Modern, Post War and Contemporary Art
Live Auction, 11 November 2019
Session One
Incl. Buyer's Premium & VAT
About this Item
signed and dated 1938
Notes
Wolfgang Biederlack was born in Windhoek in December 1933. Despite his farmer parents having emigrated from Germany amid the uncertainty of the Great Depression and the growing influence of National Socialism, his father was interned in South Africa during WWII. After serving an apprenticeship at Standard Bank in Windhoek, Wolfgang was transferred first to Gobabis and then to Lüderitz where, in 1964, he married Erika. As newlyweds, he and his wife travelled to Europe, returning to Windhoek with a selection of collected porcelain and antiques. Energised by his own research, Wolfgang subsequently developed a lifelong passion for Namibian art. By seeking out fine examples – whether privately or through local dealers – he built a beautiful and balanced survey collection of Namibian pictures that spanned nearly a century, and included works by the likes of Axel Eriksson, Heinz Pulon, Otto Schröder, Fritz Krampe, Otto Klar, Johannes and Arnfried Blatt, Keith Alexander, Nico Roos and, of course, Adolph Jentsch. While six highlights from the Biederlack collection follow here (Lots 20 to 25), the remaining works will appear in a dedicated session of Strauss & Co’s Saturday Live Sale in Johannesburg on 19 October 2019.

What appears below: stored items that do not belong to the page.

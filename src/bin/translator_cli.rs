//! translator-cli: 用户语言设定与翻译的命令行工具
//!
//! Usage:
//!   translator-cli get <user>                     Show stored settings
//!   translator-cli set <user> <key> <value>       Update one setting
//!   translator-cli say <user> <text...>           Run one line through the dialog
//!   translator-cli config                         Show resolved configuration

use anyhow::{bail, Context};
use gpt_ai_translator::config::EnvReader;
use gpt_ai_translator::{AppContext, Reply, TranslatorClient};
use serde_json::{Map, Value};
use tracing_subscriber::EnvFilter;

#[tokio::main]
async fn main() -> anyhow::Result<()> {
    // A missing .env is fine; real deployments set variables directly.
    let _ = dotenvy::dotenv();
    tracing_subscriber::fmt()
        .with_env_filter(EnvFilter::try_from_default_env().unwrap_or_else(|_| EnvFilter::new("info")))
        .with_writer(std::io::stderr)
        .init();

    let args: Vec<String> = std::env::args().collect();
    if args.len() < 2 {
        print_usage();
        std::process::exit(1);
    }

    match args[1].as_str() {
        "get" => cmd_get(&args[2..]).await,
        "set" => cmd_set(&args[2..]).await,
        "say" => cmd_say(&args[2..]).await,
        "config" => cmd_config(),
        "version" | "--version" | "-V" => {
            println!("translator-cli {}", env!("CARGO_PKG_VERSION"));
            Ok(())
        }
        "help" | "--help" | "-h" => {
            print_usage();
            Ok(())
        }
        other => {
            eprintln!("Unknown command: {other}");
            eprintln!();
            print_usage();
            std::process::exit(1);
        }
    }
}

fn print_usage() {
    println!(
        r#"translator-cli: 翻譯機器人設定工具

USAGE:
    translator-cli <COMMAND> [ARGS]

COMMANDS:
    get <user>                  Show stored settings for a user
    set <user> <key> <value>    Update one setting (value parsed as JSON, else string)
    say <user> <text...>        Run text through the settings dialog
    config                      Show resolved configuration (no secrets)
    version                     Show version information
    help                        Show this help message

ENVIRONMENT:
    APP_NAME, APP_PERSISTENT_USER_SETTINGS_ENABLED, LRU_CACHE_SIZE,
    KV_REST_API_URL, KV_REST_API_TOKEN, OPENAI_API_KEY (read from .env too)"#
    );
}

fn context() -> anyhow::Result<AppContext> {
    let ctx = AppContext::from_env().context("failed to load configuration")?;
    if !ctx.cache.remote_enabled() {
        eprintln!("note: remote cache disabled, settings live only for this process");
    }
    Ok(ctx)
}

async fn cmd_get(args: &[String]) -> anyhow::Result<()> {
    let [user] = args else {
        bail!("usage: translator-cli get <user>");
    };
    let ctx = context()?;
    let settings = ctx.settings.get_settings(user).await?;
    println!("{}", serde_json::to_string_pretty(&Value::Object(settings))?);
    Ok(())
}

async fn cmd_set(args: &[String]) -> anyhow::Result<()> {
    let [user, key, value] = args else {
        bail!("usage: translator-cli set <user> <key> <value>");
    };
    let ctx = context()?;
    let value = serde_json::from_str(value).unwrap_or_else(|_| Value::String(value.clone()));
    let mut partial = Map::new();
    partial.insert(key.clone(), value);
    ctx.settings.set_settings(user, partial).await?;
    println!("ok");
    Ok(())
}

async fn cmd_say(args: &[String]) -> anyhow::Result<()> {
    if args.len() < 2 {
        bail!("usage: translator-cli say <user> <text...>");
    }
    let ctx = context()?;
    let text = args[1..].join(" ");
    match ctx.dialog.handle_text(&args[0], &text).await? {
        Reply::Menu { prompt, options } => {
            println!("{}", prompt);
            for option in options {
                println!("  [{}] -> {}", option.label, option.text);
            }
        }
        Reply::Text(text) => println!("{}", text),
        Reply::Translate {
            text,
            target_language,
        } => match TranslatorClient::from_env(&EnvReader::from_process()) {
            Ok(client) => println!("{}", client.translate(&text, &target_language).await?),
            Err(e) => {
                tracing::debug!(error = %e, "translator not configured");
                println!("(would translate into {}) {}", target_language, text);
            }
        },
    }
    Ok(())
}

fn cmd_config() -> anyhow::Result<()> {
    let ctx = AppContext::from_env().context("failed to load configuration")?;
    println!("app_name:        {}", ctx.config.app_name);
    println!("environment:     {}", ctx.config.environment.as_str());
    println!("audio_temp_path: {}", ctx.config.audio_temp_path().display());
    println!("push_audio:      {}", ctx.config.push_translated_text_audio_enabled);
    println!("lru_size:        {}", ctx.cache_config.lru_size);
    match &ctx.cache_config.remote {
        Some(remote) => {
            println!("remote_cache:    {} (timeout {:?})", remote.url, remote.timeout);
        }
        None => println!("remote_cache:    disabled"),
    }
    if let Some(ttl) = ctx.cache_config.default_ttl {
        println!("remote_ttl:      {:?}", ttl);
    }
    Ok(())
}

Although born in Dresden, Adolph Jentsch, passionately endorsed by the perceptive Olga Levinson, remains the most iconic, evocative and beloved painter of the Namibian landscape. While he had rubbed shoulders at the Dresden Academy with Max Pechstein, George Grosz, Kurt Schwitters, and other radicals, Jentsch’s natural inclination was towards a more traditional and doctrinal approach. Removed from a dark, industrial and jittery pre-War context in 1938, and faced with the endless horizons, still heat, and blazing light of the then South West African landscape, Jentsch devoted the rest of his painting career to his adopted surroundings. Travelling continuously, and painting en plein air, he produced a mystic and meditative body of work defined by calligraphic, flickering watercolours and thoughtful, stroke-rich oil paintings. Long drawn to the serenity and lull of Oriental philosophies, Jentsch found the vastness, calm and silence of the local landscape inspirational. The two present lots from the Biederlack Estate are typical and dazzling examples of the artist’s output. Landscape with Lone Oryx relies on rich, contrasting colours: behind the smoke-white clouds is a deep cerulean blue, and between the clumps of bone-grey grass are patches of glowing scarlet and burning orange. Large-scale oil paintings by Jentsch are rare: the artist preferred to keep them in his own collection, and it is one of the region’s greatest cultural tragedies that the majority were lost in a storage fire in 1975.
Provenance
The Estate of Wolfgang Biederlack, Windhoek.